Filed under: Biblical Interpretation, CBE, Gender Equality, Personal Story — Guest at 10:33 pm on Monday, December 28, 2009

This account is the testimony of Liz Beyer, the CBE bookshop co-ordinator

My life was a series of contradictions before I confronted the issue of biblical equality. Growing up, my family went to a restrictive church, but my parents were very egalitarian. They encouraged me to do whatever I wanted to do. From the outset, the church sent one message, my personal life sent another.

Life turned around when I became a Christian. My relationship with Jesus was joyful and full of possibilities, but the church I was attending kept putting restrictions on how I could express that. I wanted to study Scripture and teach; to tell everybody what God had done in my life! But once I started going to church again, I encountered walls – ‘you can’t’ ‘there’s no place’ or people would literally ignore me when I spoke!

During this time I got married and struggled with the issue of submission, which in this case meant doing what others told me to do. I found that I was trying to live under multiple masters. Jesus said that a person can only have one master – God. Yet the voice that was speaking in my heart was the one I listened to the least! I found that I was walking through a maze trying to figure out what messages I should obey.

We didn’t have kids for 6 years, which made me an outsider- the subtle message in my church was that to be ’spiritual’ was to have many children. I wanted to go to medical school but didn’t go because of the messages I received about my role as a woman. If I obeyed others ‘in authority over me’ I was told I would also be obeying God.

25 years later, I was severely depressed. I saw no future in the church, I had foregone my chances at education, my marriage was in shambles and there seemed to be nothing worth living for except my kids – all because I had an incorrect understanding of biblical submission. The ramifications of the church’s teachings in my life were misleading and very damaging. I finally realised that I needed to know just who I was in God. I literally had nothing left to lose. My sister put me in touch with CBE and I found the materials I desperately needed! I began to read Katharine C. Bushnell’s “God’s Word to Women” and it was like a salvation experience all over again. I went from death to life, when I learned what the Bible really says! CBE literally saved my life!
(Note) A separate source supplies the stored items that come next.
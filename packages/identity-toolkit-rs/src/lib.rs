//! Pure Google Identity Toolkit REST client.
//!
//! Covers the two calls behind Firebase phone sign-in:
//! `accounts:sendVerificationCode` (send an SMS code, get a `sessionInfo`
//! handle) and `accounts:signInWithPhoneNumber` (exchange handle + code for
//! ID and refresh tokens).
//!
//! # Example
//!
//! ```rust,ignore
//! use identity_toolkit::{IdentityToolkitOptions, IdentityToolkitService};
//!
//! let service = IdentityToolkitService::new(IdentityToolkitOptions::new(api_key));
//!
//! let session_info = service.send_verification_code("+919876543210", &recaptcha).await?;
//! let tokens = service.sign_in_with_phone_number(&session_info, "123456").await?;
//! ```

pub mod error;
pub mod models;

pub use error::{IdentityToolkitError, Result};
pub use models::{SendVerificationCodeResponse, SignInWithPhoneNumberResponse};

use reqwest::Client;
use secrecy::{ExposeSecret, SecretString};
use serde::de::DeserializeOwned;
use serde::Serialize;
use tracing::{debug, error};

use crate::error::error_code;
use crate::models::{ErrorEnvelope, SendVerificationCodeRequest, SignInWithPhoneNumberRequest};

pub const DEFAULT_BASE_URL: &str = "https://identitytoolkit.googleapis.com";

#[derive(Debug)]
pub struct IdentityToolkitOptions {
    pub api_key: SecretString,
    /// Multi-tenant projects only
    pub tenant_id: Option<String>,
    /// Override for the Auth emulator, e.g.
    /// `http://localhost:9099/identitytoolkit.googleapis.com`
    pub base_url: String,
}

impl IdentityToolkitOptions {
    pub fn new(api_key: impl Into<String>) -> Self {
        Self {
            api_key: SecretString::from(api_key.into()),
            tenant_id: None,
            base_url: DEFAULT_BASE_URL.to_string(),
        }
    }

    pub fn with_tenant_id(mut self, tenant_id: impl Into<String>) -> Self {
        self.tenant_id = Some(tenant_id.into());
        self
    }

    pub fn with_base_url(mut self, base_url: impl Into<String>) -> Self {
        self.base_url = base_url.into().trim_end_matches('/').to_string();
        self
    }
}

#[derive(Debug)]
pub struct IdentityToolkitService {
    client: Client,
    options: IdentityToolkitOptions,
}

impl IdentityToolkitService {
    pub fn new(options: IdentityToolkitOptions) -> Self {
        Self {
            client: Client::new(),
            options,
        }
    }

    /// Send an SMS verification code and return the `sessionInfo` handle.
    pub async fn send_verification_code(
        &self,
        phone_number: &str,
        recaptcha_token: &str,
    ) -> Result<String> {
        let request = SendVerificationCodeRequest {
            phone_number: phone_number.to_string(),
            recaptcha_token: recaptcha_token.to_string(),
            tenant_id: self.options.tenant_id.clone(),
        };

        let response: SendVerificationCodeResponse =
            self.post("accounts:sendVerificationCode", &request).await?;
        debug!("Verification code sent");
        Ok(response.session_info)
    }

    /// Exchange a `sessionInfo` handle and the SMS code for tokens.
    pub async fn sign_in_with_phone_number(
        &self,
        session_info: &str,
        code: &str,
    ) -> Result<SignInWithPhoneNumberResponse> {
        let request = SignInWithPhoneNumberRequest {
            session_info: session_info.to_string(),
            code: code.to_string(),
            tenant_id: self.options.tenant_id.clone(),
        };

        let response: SignInWithPhoneNumberResponse =
            self.post("accounts:signInWithPhoneNumber", &request).await?;
        debug!(is_new_user = response.is_new_user, "Signed in with phone number");
        Ok(response)
    }

    async fn post<B: Serialize, T: DeserializeOwned>(&self, method: &str, body: &B) -> Result<T> {
        let url = format!("{}/v1/{}", self.options.base_url, method);

        let resp = self
            .client
            .post(&url)
            .query(&[("key", self.options.api_key.expose_secret())])
            .json(body)
            .send()
            .await?;

        let status = resp.status();
        let text = resp.text().await?;

        if !status.is_success() {
            let message = match serde_json::from_str::<ErrorEnvelope>(&text) {
                Ok(envelope) => envelope.error.message,
                Err(_) => text,
            };
            error!("Identity Toolkit {} failed ({}): {}", method, status, message);
            return Err(IdentityToolkitError::Api {
                status: status.as_u16(),
                code: error_code(&message),
                message,
            });
        }

        Ok(serde_json::from_str(&text)?)
    }
}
Before I was connected to CBE, I had lost everything that had any meaning, including my dignity as a human being. To all the authors who spent their time and money, along with those who have endured the costs to health, family and work to seek the truth, I want to say thank you! You are a prophetic voice to the world. I believe there will be many people in heaven who will line up to shake your hand, give you a hug and tell you how your writing changed their lives. Most importantly, our Lord will say “Well done, good and faithful servant. Enter in to the joy of your master!”

It would be good to hear others’ stories of how they came to see things differently and how it changed their lives. Every person is unique and yet there are similarities in the story – it sounds familiar!